Houthi rebels in Yemen, supported by Tehran, once again targeted commercial ships in the Red Sea on December 3 and 4, claiming to have carried out a ” operation “ against “Israeli ships in the Bab Al-Mandab Strait” – a strategic waterway linking the Red Sea to the Gulf of Aden – in retaliation for the war waged by the Israeli army against the Gaza Strip. A US Navy destroyer, which came to assist them, shot down several drones. These attacks represent a “direct threat to international trade and maritime security, warned Washington. The United States will consider all appropriate responses in close coordination with its international allies and partners.”

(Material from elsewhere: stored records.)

use thiserror::Error;

#[derive(Debug, Error)]
pub enum ApiError {
    #[error("Network error: {0}")]
    Network(String),

    #[error("Server returned {status}: {body}")]
    Status { status: u16, body: String },

    #[error("Invalid response: {0}")]
    Decode(String),

    #[error("Browser error: {0}")]
    Browser(String),
}

impl ApiError {
    /// True when the server answered but rejected the request.
    pub fn is_rejection(&self) -> bool {
        matches!(self, ApiError::Status { .. })
    }
}

impl From<gloo_net::Error> for ApiError {
    fn from(err: gloo_net::Error) -> Self {
        match err {
            gloo_net::Error::SerdeError(e) => ApiError::Decode(e.to_string()),
            other => ApiError::Network(other.to_string()),
        }
    }
}

#[cfg(test)]
mod tests {
    use super::*;

    #[test]
    fn test_status_error_message() {
        let err = ApiError::Status {
            status: 422,
            body: "duplicate enrollment".to_string(),
        };
        assert_eq!(err.to_string(), "Server returned 422: duplicate enrollment");
        assert!(err.is_rejection());
    }

    #[test]
    fn test_network_error_is_not_rejection() {
        let err = ApiError::Network("connection refused".to_string());
        assert_eq!(err.to_string(), "Network error: connection refused");
        assert!(!err.is_rejection());
    }
}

Just a few hours after the end of the truce in the Gaza Strip, the border between Israel and Lebanon also burst into flames again. Hezbollah and Israel have resumed their clashes with the same level of intensity prevailing since October 8, the beginning of the exchanges of fire they are engaged in along the demarcation line between the two countries, after Hezbollah decided to intervene in support of Hamas.

EU front line expanded

The rules of engagement remain unchanged, a sign that the two adversaries are not seeking to provoke open conflict. This bellicose routine has nevertheless already caused more than one hundred and ten deaths in Lebanon, including eleven civilians and three journalists. At least six Israeli soldiers and three civilians have been killed in Israel, according to authorities. With more than eighty fighters fallen in combat, Hezbollah is already recording high losses, including within its elite unit, the Radwan force. On Tuesday, the Lebanese army, which is staying away from the fighting between the two belligerents, in turn recorded its first losses. One soldier was killed and three others injured by an Israeli shell.